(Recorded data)
[Start of section]

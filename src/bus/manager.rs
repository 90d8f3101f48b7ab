//! # Event manager: listener registry + deferred FIFO dispatch.
//!
//! [`EventManager`] owns one subscription registry and one event queue.
//! `publish` only appends; nothing is dispatched until the driving loop calls
//! [`EventManager::drain`] — by design, so a subsystem may publish mid-update
//! without triggering callbacks that mutate state the publisher is still
//! iterating over.
//!
//! ## Architecture
//! ```text
//! Producers (many):                       Driving loop (one):
//!   input   ──┐
//!   UI      ──┼── publish ──► [FIFO queue] ◄── drain (once per tick)
//!   world   ──┘                    │
//!                                  ▼ per event: snapshot listeners(name)
//!                        cb₀(name, args) … cbₙ(name, args)
//!                                  │
//!                                  └─ may re-enter publish/subscribe:
//!                                     new events join the tail and are
//!                                     consumed before drain returns
//! ```
//!
//! ## Rules
//! - **Deterministic order**: listeners sharing a name are invoked in
//!   registration order.
//! - **Snapshot dispatch**: the listener list for the event being delivered
//!   is snapshotted first; `subscribe`/`unsubscribe` from inside a callback
//!   take effect from the next event on, never for the snapshot in flight.
//! - **No lock across callbacks**: internal state is unlocked while a
//!   callback runs, so re-entrant calls never deadlock.
//! - **No runaway guard**: a callback publishing the name it is handling
//!   makes `drain` unbounded; that is the caller's responsibility.

use std::collections::{HashMap, VecDeque};
use std::sync::atomic::{AtomicU64, Ordering as AtomicOrdering};
use std::sync::{Arc, Mutex, MutexGuard};

use tracing::{debug, trace};

use crate::events::{Args, Event};

/// Unique handle identifying one registration within a manager.
///
/// Strictly increasing per manager; never reused, even after unsubscription.
pub type SubscriptionId = u64;

/// Shared callback contract: `(event name, args) -> ()`.
///
/// Must not block; may re-enter the bus (publish, subscribe, unsubscribe).
pub type Callback = Arc<dyn Fn(&str, &Args) + Send + Sync + 'static>;

/// One registration under an event name.
struct Listener {
    id: SubscriptionId,
    callback: Callback,
}

/// Registry + queue, guarded together.
#[derive(Default)]
struct Inner {
    /// Listeners per event name, in registration order.
    listeners: HashMap<String, Vec<Listener>>,
    /// Pending events, strictly FIFO; may grow while being drained.
    queue: VecDeque<Event>,
}

/// Deferred publish/subscribe bus.
///
/// Owns exactly one subscription registry and one FIFO queue; several
/// managers may exist concurrently under distinct names (see
/// [`Registry`](crate::Registry)). All operations are total: misuse such as
/// unsubscribing an unknown id is reported through the return value, never
/// an error.
///
/// ## Example
/// ```rust
/// use std::sync::Arc;
/// use std::sync::atomic::{AtomicUsize, Ordering};
/// use tickbus::{Event, EventManager};
///
/// let bus = EventManager::new();
/// let hits = Arc::new(AtomicUsize::new(0));
///
/// let h = Arc::clone(&hits);
/// let id = bus.subscribe("ping", move |_name, _args| {
///     h.fetch_add(1, Ordering::Relaxed);
/// });
/// assert_eq!(id, 0);
///
/// bus.publish(Event::new("ping"));
/// assert_eq!(hits.load(Ordering::Relaxed), 0); // deferred
///
/// bus.drain();
/// assert_eq!(hits.load(Ordering::Relaxed), 1);
///
/// assert!(bus.unsubscribe(id));
/// assert!(!bus.unsubscribe(id)); // second time is a no-op
/// ```
#[derive(Default)]
pub struct EventManager {
    /// Next subscription id; monotonically increasing, never reused.
    next_id: AtomicU64,
    inner: Mutex<Inner>,
}

impl EventManager {
    /// Creates a manager with an empty registry and queue.
    #[must_use]
    pub fn new() -> Self {
        Self::default()
    }

    /// Registers `callback` under `name` and returns a fresh id.
    ///
    /// Any number of callbacks may share a name; they are invoked in
    /// registration order when an event with that name is drained.
    pub fn subscribe<F>(&self, name: impl Into<String>, callback: F) -> SubscriptionId
    where
        F: Fn(&str, &Args) + Send + Sync + 'static,
    {
        let name = name.into();
        let id = self.next_id.fetch_add(1, AtomicOrdering::Relaxed);
        debug!(event = %name, id, "subscribed");
        self.lock()
            .listeners
            .entry(name)
            .or_default()
            .push(Listener {
                id,
                callback: Arc::new(callback),
            });
        id
    }

    /// Removes the single registration with `id`, if present.
    ///
    /// Returns whether one was removed; unknown (or already removed) ids are
    /// not an error and return `false`.
    pub fn unsubscribe(&self, id: SubscriptionId) -> bool {
        let mut inner = self.lock();
        let mut removed = false;
        for (name, listeners) in inner.listeners.iter_mut() {
            if let Some(pos) = listeners.iter().position(|l| l.id == id) {
                listeners.remove(pos);
                debug!(event = %name, id, "unsubscribed");
                removed = true;
                break;
            }
        }
        if removed {
            // Names with no listeners left are dropped from the registry.
            inner.listeners.retain(|_, ls| !ls.is_empty());
        }
        removed
    }

    /// Appends `event` to the tail of the queue.
    ///
    /// Never dispatches synchronously; the event waits for the next
    /// [`EventManager::drain`]. Publishing a name with no listeners is fine —
    /// the event drains silently.
    pub fn publish(&self, event: Event) {
        trace!(event = %event.name(), "queued");
        self.lock().queue.push_back(event);
    }

    /// Fully processes the queue, including re-entrant production.
    ///
    /// Pops events FIFO; for each, snapshots the listeners currently
    /// registered under its name and invokes every one exactly once with
    /// `(name, &args)`. Events published by listeners during the call join
    /// the tail and are consumed before `drain` returns, so the queue is
    /// empty afterwards — unless a listener publishes without bound, which
    /// the manager deliberately does not guard against.
    ///
    /// Registry mutations made by listeners apply from the next event on;
    /// the snapshot being delivered is always invoked in full.
    pub fn drain(&self) {
        loop {
            let (event, targets) = {
                let mut inner = self.lock();
                let Some(event) = inner.queue.pop_front() else {
                    break;
                };
                let targets: Vec<Callback> = inner
                    .listeners
                    .get(event.name())
                    .map(|ls| ls.iter().map(|l| Callback::clone(&l.callback)).collect())
                    .unwrap_or_default();
                (event, targets)
            };
            trace!(event = %event.name(), listeners = targets.len(), "dispatching");
            for callback in targets {
                callback(event.name(), event.args());
            }
        }
    }

    /// Diagnostic enumeration of `(name, id)` pairs, sorted for determinism.
    ///
    /// No side effects; the order is (name, id), not registration order
    /// across names.
    #[must_use]
    pub fn list_listeners(&self) -> Vec<(String, SubscriptionId)> {
        let inner = self.lock();
        let mut out: Vec<(String, SubscriptionId)> = inner
            .listeners
            .iter()
            .flat_map(|(name, ls)| ls.iter().map(move |l| (name.clone(), l.id)))
            .collect();
        out.sort_unstable();
        out
    }

    /// Number of events currently queued (not yet drained).
    #[must_use]
    pub fn pending(&self) -> usize {
        self.lock().queue.len()
    }

    /// Locks internal state, recovering from poisoning.
    ///
    /// A callback panic during `drain` happens with the lock released, so a
    /// poisoned mutex can only come from a panicking `Value`/`Args` clone;
    /// the registry and queue remain structurally valid either way.
    fn lock(&self) -> MutexGuard<'_, Inner> {
        match self.inner.lock() {
            Ok(guard) => guard,
            Err(poisoned) => poisoned.into_inner(),
        }
    }
}

impl std::fmt::Debug for EventManager {
    fn fmt(&self, f: &mut std::fmt::Formatter<'_>) -> std::fmt::Result {
        let inner = self.lock();
        f.debug_struct("EventManager")
            .field("listeners", &inner.listeners.values().map(Vec::len).sum::<usize>())
            .field("pending", &inner.queue.len())
            .finish()
    }
}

[End of section]

Task objective —
Which lines in the records above hold the string "ping"? Copy each of them.

Solution to this exercise —
/// let id = bus.subscribe("ping", move |_name, _args| {
/// bus.publish(Event::new("ping"));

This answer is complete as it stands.